Le stress émotionnel et le cerveau : Perspectives naturopathiques
Introduction
Nous le savons tous, le stress fait partie de la vie. Un peu de stress est même bénéfique : il permet de nous motiver, d’être heureux, et d’atteindre nos objectifs. C’est ce qu’on appelle parfois le « bon stress », pour le distinguer de ce qu’on entend généralement lorsqu’on dit que l’on est stressé (au sens de se sentir mal ou d’être débordé). « Être stressé » a évidemment des connotations négatives. Cet article va se pencher sur quelques mécanismes qui conditionnent le stress dans le cerveau, ainsi qu’aux moyens de progresser vers une meilleure santé et une vie plus épanouie.
Comment évoluent les émotions
Les émotions nous aident généralement à communiquer avec notre entourage. Elles sont l’un des moyens à notre disposition pour comprendre ce qui se passe autour de nous et nous permettre de décider comment réagir aux circonstances [1]. Elles donnent du sens à ce que nous éprouvons et à nos interactions avec les autres.
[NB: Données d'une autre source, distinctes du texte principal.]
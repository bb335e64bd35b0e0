use serde::{Deserialize, Serialize};
use tracing::debug;

use crate::fingerprint::Fingerprint;
use crate::sample::Sample;
use crate::VoicegateError;

/// Reduces a finished sample sequence to a [`Fingerprint`].
///
/// # Algorithm
///
/// Samples at or below the silence floor are discarded; the remaining
/// *active* samples keep their original order. Over the active volumes:
///
/// - count, mean and maximum
/// - rhythm: mean `|v[i] - v[i-1]|` over consecutive pairs
/// - peaks: interior indices where `v[i]` exceeds the peak threshold and
///   both neighbours (strict local maximum)
///
/// Extraction is a single batch pass with no side effects; identical
/// input always yields a bit-identical fingerprint.
#[derive(Debug, Clone)]
pub struct Extractor {
    cfg: ExtractorConfig,
}

/// Configuration for [`Extractor`].
#[derive(Debug, Clone, PartialEq, Serialize, Deserialize)]
#[serde(default)]
pub struct ExtractorConfig {
    /// Minimum total samples in a capture (default: 10).
    pub min_samples: usize,
    /// Minimum samples above the silence floor (default: 5).
    pub min_active_samples: usize,
    /// A sample is active when its volume is strictly above this (default: 0.01).
    pub silence_threshold: f64,
    /// A peak must be strictly above this volume (default: 0.1).
    pub peak_threshold: f64,
}

impl Default for ExtractorConfig {
    fn default() -> Self {
        Self {
            min_samples: 10,
            min_active_samples: 5,
            silence_threshold: 0.01,
            peak_threshold: 0.1,
        }
    }
}

impl Extractor {
    /// Creates an Extractor with default configuration.
    pub fn new() -> Self {
        Self::with_config(ExtractorConfig::default())
    }

    /// Creates an Extractor with the given configuration.
    /// Zero counts and negative or non-finite thresholds fall back to defaults.
    pub fn with_config(cfg: ExtractorConfig) -> Self {
        let def = ExtractorConfig::default();
        let min_samples = if cfg.min_samples > 0 {
            cfg.min_samples
        } else {
            def.min_samples
        };
        let min_active_samples = if cfg.min_active_samples > 0 {
            cfg.min_active_samples
        } else {
            def.min_active_samples
        };
        let silence_threshold = if cfg.silence_threshold.is_finite() && cfg.silence_threshold >= 0.0 {
            cfg.silence_threshold
        } else {
            def.silence_threshold
        };
        let peak_threshold = if cfg.peak_threshold.is_finite() && cfg.peak_threshold >= 0.0 {
            cfg.peak_threshold
        } else {
            def.peak_threshold
        };
        Self {
            cfg: ExtractorConfig {
                min_samples,
                min_active_samples,
                silence_threshold,
                peak_threshold,
            },
        }
    }

    /// Returns the effective configuration.
    pub fn config(&self) -> &ExtractorConfig {
        &self.cfg
    }

    /// Builds a fingerprint from a complete capture.
    ///
    /// Fails with [`VoicegateError::TooShort`] when the capture has fewer than
    /// `min_samples` samples, [`VoicegateError::InvalidSample`] when a volume
    /// is not a finite value in `[0, 1]`, and [`VoicegateError::NoSignal`] when
    /// fewer than `min_active_samples` are above the silence floor.
    pub fn extract(&self, samples: &[Sample]) -> Result<Fingerprint, VoicegateError> {
        if samples.len() < self.cfg.min_samples {
            return Err(VoicegateError::TooShort {
                min: self.cfg.min_samples,
                got: samples.len(),
            });
        }

        if let Some((index, s)) = samples
            .iter()
            .enumerate()
            .find(|(_, s)| !(s.volume.is_finite() && (0.0..=1.0).contains(&s.volume)))
        {
            return Err(VoicegateError::InvalidSample {
                index,
                volume: s.volume,
            });
        }

        let active: Vec<f64> = samples
            .iter()
            .map(|s| s.volume)
            .filter(|&v| v > self.cfg.silence_threshold)
            .collect();

        if active.len() < self.cfg.min_active_samples {
            return Err(VoicegateError::NoSignal {
                min: self.cfg.min_active_samples,
                got: active.len(),
            });
        }

        let count = active.len();
        let peak_volume = active.iter().copied().fold(f64::MIN, f64::max);
        // Summation can round the mean of a flat take one ulp above its maximum.
        let average_volume = (active.iter().sum::<f64>() / count as f64).min(peak_volume);

        let fp = Fingerprint {
            active_sample_count: count as u32,
            average_volume,
            peak_volume,
            rhythm_score: rhythm_score(&active),
            peak_count: count_peaks(&active, self.cfg.peak_threshold),
        };

        debug!(
            total = samples.len(),
            active = fp.active_sample_count,
            average_volume = fp.average_volume,
            peak_volume = fp.peak_volume,
            rhythm_score = fp.rhythm_score,
            peak_count = fp.peak_count,
            "voicegate: fingerprint extracted"
        );

        Ok(fp)
    }
}

impl Default for Extractor {
    fn default() -> Self {
        Self::new()
    }
}

/// Mean absolute change between consecutive volumes.
/// Fewer than two values yield 0.
pub fn rhythm_score(volumes: &[f64]) -> f64 {
    if volumes.len() < 2 {
        return 0.0;
    }
    let total: f64 = volumes.windows(2).map(|w| (w[1] - w[0]).abs()).sum();
    total / (volumes.len() - 1) as f64
}

/// Counts strict interior local maxima above `threshold`.
pub fn count_peaks(volumes: &[f64], threshold: f64) -> u32 {
    volumes
        .windows(3)
        .filter(|w| w[1] > threshold && w[1] > w[0] && w[1] > w[2])
        .count() as u32
}

#[cfg(test)]
mod tests {
    use super::*;

    fn samples(volumes: &[f64]) -> Vec<Sample> {
        volumes
            .iter()
            .enumerate()
            .map(|(i, &v)| Sample::new(i as u64 * 16, v, 0.0))
            .collect()
    }

    #[test]
    fn extract_too_short() {
        let ex = Extractor::new();
        for n in 0..10 {
            let err = ex.extract(&samples(&vec![0.5; n])).unwrap_err();
            assert!(
                matches!(err, VoicegateError::TooShort { min: 10, got } if got == n),
                "n={n}: {err}"
            );
        }
    }

    #[test]
    fn extract_no_signal() {
        let ex = Extractor::new();
        // 4 active samples out of 20.
        let mut v = vec![0.0; 16];
        v.extend([0.2, 0.3, 0.2, 0.3]);
        let err = ex.extract(&samples(&v)).unwrap_err();
        assert!(matches!(err, VoicegateError::NoSignal { min: 5, got: 4 }), "{err}");
    }

    #[test]
    fn silence_floor_is_exclusive() {
        let ex = Extractor::new();
        // Exactly 0.01 is silence.
        let err = ex.extract(&samples(&[0.01; 12])).unwrap_err();
        assert!(matches!(err, VoicegateError::NoSignal { got: 0, .. }));
    }

    #[test]
    fn extract_basic_fields() {
        let ex = Extractor::new();
        let fp = ex
            .extract(&samples(&[0.0, 0.2, 0.4, 0.2, 0.4, 0.2, 0.0, 0.0, 0.0, 0.0]))
            .unwrap();
        assert_eq!(fp.active_sample_count, 5);
        assert!((fp.average_volume - 0.28).abs() < 1e-12);
        assert_eq!(fp.peak_volume, 0.4);
        assert!((fp.rhythm_score - 0.2).abs() < 1e-12);
        // Interior maxima: 0.4 at active index 1 and 3.
        assert_eq!(fp.peak_count, 2);
    }

    #[test]
    fn silence_is_skipped_not_zeroed() {
        // Silent gaps between active samples do not count as volume changes.
        let ex = Extractor::new();
        let fp = ex
            .extract(&samples(&[0.3, 0.0, 0.3, 0.0, 0.3, 0.0, 0.3, 0.0, 0.3, 0.0]))
            .unwrap();
        assert_eq!(fp.active_sample_count, 5);
        assert_eq!(fp.rhythm_score, 0.0);
        assert_eq!(fp.peak_count, 0);
    }

    #[test]
    fn flat_take_mean_never_exceeds_peak() {
        let ex = Extractor::new();
        for v in [0.7, 0.35, 0.9, 0.1, 1.0, 0.011] {
            for n in 10..80 {
                let fp = ex.extract(&samples(&vec![v; n])).unwrap();
                assert_eq!(fp.peak_volume, v);
                assert!(fp.average_volume <= fp.peak_volume, "v={v} n={n}: {fp}");
                fp.validate().unwrap();
            }
        }
        let fp = ex.extract(&samples(&[0.7; 12])).unwrap();
        assert_eq!(fp.average_volume, 0.7);
    }

    #[test]
    fn extract_rejects_bad_volumes() {
        let ex = Extractor::new();
        for bad in [1.5, -0.2, f64::INFINITY, f64::NEG_INFINITY, f64::NAN] {
            let mut v = vec![0.3; 12];
            v[4] = bad;
            let err = ex.extract(&samples(&v)).unwrap_err();
            assert!(
                matches!(err, VoicegateError::InvalidSample { index: 4, .. }),
                "{bad}: {err}"
            );
            assert!(err.is_recoverable());
        }
        // Length is checked first.
        let err = ex.extract(&samples(&[f64::NAN; 3])).unwrap_err();
        assert!(matches!(err, VoicegateError::TooShort { .. }));
        // Both bounds are inclusive.
        let mut v = vec![1.0; 12];
        v[0] = 0.0;
        ex.extract(&samples(&v)).unwrap();
    }

    #[test]
    fn rhythm_score_edges() {
        assert_eq!(rhythm_score(&[]), 0.0);
        assert_eq!(rhythm_score(&[0.5]), 0.0);
        assert!((rhythm_score(&[0.1, 0.3]) - 0.2).abs() < 1e-12);
        assert!((rhythm_score(&[0.1, 0.3, 0.1]) - 0.2).abs() < 1e-12);
    }

    #[test]
    fn count_peaks_rules() {
        // Endpoints never count.
        assert_eq!(count_peaks(&[0.9, 0.2, 0.9], 0.1), 0);
        // Plateaus are not strict maxima.
        assert_eq!(count_peaks(&[0.2, 0.5, 0.5, 0.2], 0.1), 0);
        // Below or at the threshold.
        assert_eq!(count_peaks(&[0.02, 0.1, 0.05], 0.1), 0);
        assert_eq!(count_peaks(&[0.02, 0.11, 0.05], 0.1), 1);
        assert_eq!(count_peaks(&[0.1, 0.5, 0.1, 0.5, 0.1], 0.1), 2);
        assert_eq!(count_peaks(&[0.5, 0.6], 0.1), 0);
    }

    #[test]
    fn custom_config() {
        let ex = Extractor::with_config(ExtractorConfig {
            min_samples: 3,
            min_active_samples: 2,
            silence_threshold: 0.1,
            peak_threshold: 0.5,
        });
        let fp = ex.extract(&samples(&[0.05, 0.3, 0.6, 0.3])).unwrap();
        assert_eq!(fp.active_sample_count, 3);
        assert_eq!(fp.peak_count, 1);
    }

    #[test]
    fn invalid_config_falls_back() {
        let ex = Extractor::with_config(ExtractorConfig {
            min_samples: 0,
            min_active_samples: 0,
            silence_threshold: f64::NAN,
            peak_threshold: -1.0,
        });
        assert_eq!(ex.config(), &ExtractorConfig::default());
    }

    #[test]
    fn config_from_partial_json() {
        let cfg: ExtractorConfig = serde_json::from_str(r#"{"min_samples": 20}"#).unwrap();
        assert_eq!(cfg.min_samples, 20);
        assert_eq!(cfg.min_active_samples, 5);
        assert_eq!(cfg.silence_threshold, 0.01);
    }
}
Mais d’ailleurs, pourquoi ressentons-nous des émotions ? La science suggère que les émotions ont évolué avec le temps. Nous avons un cerveau animal primitif et un autre, plus évolué, qui présente des propriétés cognitives supérieures [2]. La partie primitive de notre cerveau nous permet de rester en vie grâce à des émotions telles que la peur, mais peut aussi prendre le pas sur nos capacités supérieures, même contre notre gré. En d’autres termes, nous pouvons avoir l’impression d’être dans une situation où notre vie est en danger et qu’une réaction immédiate s’impose, même s’il ne s’agit que d’une réunion de direction.
Le monde moderne sollicite nos sens à un rythme qui peut entraîner une stimulation excessive de notre cerveau. En réalité, nous ne sommes pas du tout équipés pour le monde moderne, ce qui rend d’autant plus difficile la bonne régulation des facteurs de stress. Garder une humeur équilibrée et des émotions stables peut se révéler particulièrement éprouvant. Il n’est pas toujours facile de réagir de façon calme et posée à la myriade de facteurs de stress psychologique auxquels nous sommes confrontés, surtout si notre cerveau primitif est aux commandes. Il existe une expression bien connue des personnes qui étudient le cerveau : « Les neurones qui s’activent ensemble se lient ensemble ». Cela signifie que plus notre exposition au stress est longue, plus notre cerveau renforcera ces connexions inappropriées, facilitant le retour des sensations désagréables, qui seront d’autant plus fortes et pourront en entraîner d’autres.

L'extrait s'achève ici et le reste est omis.